▶ How to complete this task
Only these lines are needed: the first line of the entries below through the line with "pub fn get_mut(&mut", each returned exactly.

▶ Saved data entries
[Start of Attachment]
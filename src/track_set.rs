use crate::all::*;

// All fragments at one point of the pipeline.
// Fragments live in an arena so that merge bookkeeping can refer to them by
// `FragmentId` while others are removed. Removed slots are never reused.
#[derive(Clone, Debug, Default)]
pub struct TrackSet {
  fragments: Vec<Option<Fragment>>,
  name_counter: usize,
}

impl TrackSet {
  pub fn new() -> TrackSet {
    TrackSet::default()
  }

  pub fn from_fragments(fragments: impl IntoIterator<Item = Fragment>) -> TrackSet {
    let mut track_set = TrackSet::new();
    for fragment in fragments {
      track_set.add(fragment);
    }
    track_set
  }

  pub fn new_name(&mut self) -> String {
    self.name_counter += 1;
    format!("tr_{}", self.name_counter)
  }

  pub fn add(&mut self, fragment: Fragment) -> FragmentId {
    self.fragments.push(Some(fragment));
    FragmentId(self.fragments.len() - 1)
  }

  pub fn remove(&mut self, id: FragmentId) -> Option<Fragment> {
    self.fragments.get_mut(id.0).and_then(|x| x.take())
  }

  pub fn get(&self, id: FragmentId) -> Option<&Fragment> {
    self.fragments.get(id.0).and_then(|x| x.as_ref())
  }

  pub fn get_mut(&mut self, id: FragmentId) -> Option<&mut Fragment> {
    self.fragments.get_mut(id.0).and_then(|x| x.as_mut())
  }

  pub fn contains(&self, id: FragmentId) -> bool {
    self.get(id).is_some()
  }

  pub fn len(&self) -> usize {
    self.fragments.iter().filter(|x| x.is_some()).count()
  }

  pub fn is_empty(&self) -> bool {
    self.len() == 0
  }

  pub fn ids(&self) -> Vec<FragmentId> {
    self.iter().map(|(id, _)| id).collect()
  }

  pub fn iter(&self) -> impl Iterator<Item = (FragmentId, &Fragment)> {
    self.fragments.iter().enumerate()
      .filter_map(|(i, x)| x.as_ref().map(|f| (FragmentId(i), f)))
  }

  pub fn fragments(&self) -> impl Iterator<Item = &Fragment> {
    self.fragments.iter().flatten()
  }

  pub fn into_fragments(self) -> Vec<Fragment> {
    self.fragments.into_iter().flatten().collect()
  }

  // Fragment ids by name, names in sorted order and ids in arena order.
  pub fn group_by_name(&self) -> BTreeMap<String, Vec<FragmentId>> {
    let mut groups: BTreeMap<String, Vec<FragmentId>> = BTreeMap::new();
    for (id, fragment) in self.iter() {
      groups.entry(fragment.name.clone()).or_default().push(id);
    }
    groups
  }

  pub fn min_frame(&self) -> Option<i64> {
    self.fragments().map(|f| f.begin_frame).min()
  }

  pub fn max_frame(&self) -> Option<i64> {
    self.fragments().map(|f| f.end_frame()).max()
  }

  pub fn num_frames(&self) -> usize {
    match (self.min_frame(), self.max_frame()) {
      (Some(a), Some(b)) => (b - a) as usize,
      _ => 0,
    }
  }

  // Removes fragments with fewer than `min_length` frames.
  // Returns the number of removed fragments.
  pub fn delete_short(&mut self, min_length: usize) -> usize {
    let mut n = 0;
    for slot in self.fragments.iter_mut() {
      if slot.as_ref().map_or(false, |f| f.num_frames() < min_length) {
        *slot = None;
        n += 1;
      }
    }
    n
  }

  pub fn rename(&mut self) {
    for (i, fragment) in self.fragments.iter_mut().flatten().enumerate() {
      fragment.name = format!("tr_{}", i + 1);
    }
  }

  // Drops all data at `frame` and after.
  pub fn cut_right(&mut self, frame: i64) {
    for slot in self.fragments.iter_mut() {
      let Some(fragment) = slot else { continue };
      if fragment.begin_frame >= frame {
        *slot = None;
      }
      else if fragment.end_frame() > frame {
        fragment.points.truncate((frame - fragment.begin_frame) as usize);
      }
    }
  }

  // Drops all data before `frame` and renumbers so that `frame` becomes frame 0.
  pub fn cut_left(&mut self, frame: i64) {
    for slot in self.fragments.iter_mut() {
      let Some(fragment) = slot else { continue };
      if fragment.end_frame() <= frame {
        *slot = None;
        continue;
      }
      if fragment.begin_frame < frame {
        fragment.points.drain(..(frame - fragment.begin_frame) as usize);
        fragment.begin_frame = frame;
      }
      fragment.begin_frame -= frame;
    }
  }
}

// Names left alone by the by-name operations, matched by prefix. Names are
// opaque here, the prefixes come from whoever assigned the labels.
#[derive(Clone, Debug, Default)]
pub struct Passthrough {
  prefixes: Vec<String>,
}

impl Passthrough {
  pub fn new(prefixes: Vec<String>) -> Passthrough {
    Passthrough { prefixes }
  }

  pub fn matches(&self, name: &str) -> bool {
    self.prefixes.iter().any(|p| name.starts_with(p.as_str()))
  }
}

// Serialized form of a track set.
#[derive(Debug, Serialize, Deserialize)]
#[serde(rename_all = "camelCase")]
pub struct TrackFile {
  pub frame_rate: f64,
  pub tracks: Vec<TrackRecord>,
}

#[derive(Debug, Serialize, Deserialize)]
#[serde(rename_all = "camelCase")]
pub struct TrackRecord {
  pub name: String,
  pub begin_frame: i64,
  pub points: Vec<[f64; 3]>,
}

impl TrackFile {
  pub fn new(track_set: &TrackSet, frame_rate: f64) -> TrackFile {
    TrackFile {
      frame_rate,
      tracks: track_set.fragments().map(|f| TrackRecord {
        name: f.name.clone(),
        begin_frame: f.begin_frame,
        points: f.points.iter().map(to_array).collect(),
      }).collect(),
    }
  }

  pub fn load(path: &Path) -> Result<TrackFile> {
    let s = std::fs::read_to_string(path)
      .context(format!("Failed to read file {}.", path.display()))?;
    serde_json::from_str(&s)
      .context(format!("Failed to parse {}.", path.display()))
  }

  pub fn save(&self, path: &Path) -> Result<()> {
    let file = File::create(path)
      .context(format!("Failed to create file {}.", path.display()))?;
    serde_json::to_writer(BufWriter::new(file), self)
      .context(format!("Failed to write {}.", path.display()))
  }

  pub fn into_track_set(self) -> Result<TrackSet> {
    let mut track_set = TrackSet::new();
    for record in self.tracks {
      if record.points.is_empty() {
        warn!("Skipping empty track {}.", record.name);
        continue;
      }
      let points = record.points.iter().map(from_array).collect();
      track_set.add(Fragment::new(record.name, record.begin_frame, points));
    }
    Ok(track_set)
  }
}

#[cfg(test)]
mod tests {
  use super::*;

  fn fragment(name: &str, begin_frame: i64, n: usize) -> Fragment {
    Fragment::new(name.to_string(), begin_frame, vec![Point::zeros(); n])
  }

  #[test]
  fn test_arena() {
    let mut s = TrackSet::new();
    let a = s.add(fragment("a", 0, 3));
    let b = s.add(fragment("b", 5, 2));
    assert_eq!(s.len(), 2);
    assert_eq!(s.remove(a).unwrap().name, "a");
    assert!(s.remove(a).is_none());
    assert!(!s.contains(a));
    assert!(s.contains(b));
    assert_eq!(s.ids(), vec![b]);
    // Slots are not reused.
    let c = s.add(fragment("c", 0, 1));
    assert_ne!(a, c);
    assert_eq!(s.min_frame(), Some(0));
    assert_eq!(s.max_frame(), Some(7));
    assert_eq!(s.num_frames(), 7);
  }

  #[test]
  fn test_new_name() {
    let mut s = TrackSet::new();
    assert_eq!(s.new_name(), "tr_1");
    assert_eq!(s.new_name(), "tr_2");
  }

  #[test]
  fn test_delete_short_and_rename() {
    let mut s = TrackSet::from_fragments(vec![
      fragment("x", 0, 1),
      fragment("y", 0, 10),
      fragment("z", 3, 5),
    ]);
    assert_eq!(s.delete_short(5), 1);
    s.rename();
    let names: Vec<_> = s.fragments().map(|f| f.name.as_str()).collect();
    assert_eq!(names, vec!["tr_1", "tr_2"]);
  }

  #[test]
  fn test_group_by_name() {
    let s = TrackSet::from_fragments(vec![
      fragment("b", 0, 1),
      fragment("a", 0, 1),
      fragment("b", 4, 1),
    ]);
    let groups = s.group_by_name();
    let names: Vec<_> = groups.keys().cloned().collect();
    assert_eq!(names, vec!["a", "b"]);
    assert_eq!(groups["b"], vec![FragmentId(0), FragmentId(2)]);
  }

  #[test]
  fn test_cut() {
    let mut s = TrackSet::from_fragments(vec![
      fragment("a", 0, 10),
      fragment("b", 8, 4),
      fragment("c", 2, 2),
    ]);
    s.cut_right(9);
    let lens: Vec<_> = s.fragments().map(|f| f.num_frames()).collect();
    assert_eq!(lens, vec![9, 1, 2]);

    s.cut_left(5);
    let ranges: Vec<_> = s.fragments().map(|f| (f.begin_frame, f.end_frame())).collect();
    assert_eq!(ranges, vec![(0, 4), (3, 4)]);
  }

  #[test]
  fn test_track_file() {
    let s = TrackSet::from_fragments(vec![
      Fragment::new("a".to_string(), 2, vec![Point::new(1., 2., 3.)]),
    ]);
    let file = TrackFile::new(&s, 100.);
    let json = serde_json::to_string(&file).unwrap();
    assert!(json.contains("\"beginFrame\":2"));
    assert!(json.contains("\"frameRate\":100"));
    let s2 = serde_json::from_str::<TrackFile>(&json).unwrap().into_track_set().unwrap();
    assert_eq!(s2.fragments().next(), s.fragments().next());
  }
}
[End of Attachment]
▶ Solution for this task
filename src/track_set.rs
use crate::all::*;

// All fragments at one point of the pipeline.
// Fragments live in an arena so that merge bookkeeping can refer to them by
// `FragmentId` while others are removed. Removed slots are never reused.
#[derive(Clone, Debug, Default)]
pub struct TrackSet {
  fragments: Vec<Option<Fragment>>,
  name_counter: usize,
}

impl TrackSet {
  pub fn new() -> TrackSet {
    TrackSet::default()
  }

  pub fn from_fragments(fragments: impl IntoIterator<Item = Fragment>) -> TrackSet {
    let mut track_set = TrackSet::new();
    for fragment in fragments {
      track_set.add(fragment);
    }
    track_set
  }

  pub fn new_name(&mut self) -> String {
    self.name_counter += 1;
    format!("tr_{}", self.name_counter)
  }

  pub fn add(&mut self, fragment: Fragment) -> FragmentId {
    self.fragments.push(Some(fragment));
    FragmentId(self.fragments.len() - 1)
  }

  pub fn remove(&mut self, id: FragmentId) -> Option<Fragment> {
    self.fragments.get_mut(id.0).and_then(|x| x.take())
  }

  pub fn get(&self, id: FragmentId) -> Option<&Fragment> {
    self.fragments.get(id.0).and_then(|x| x.as_ref())
  }

  pub fn get_mut(&mut self, id: FragmentId) -> Option<&mut Fragment> {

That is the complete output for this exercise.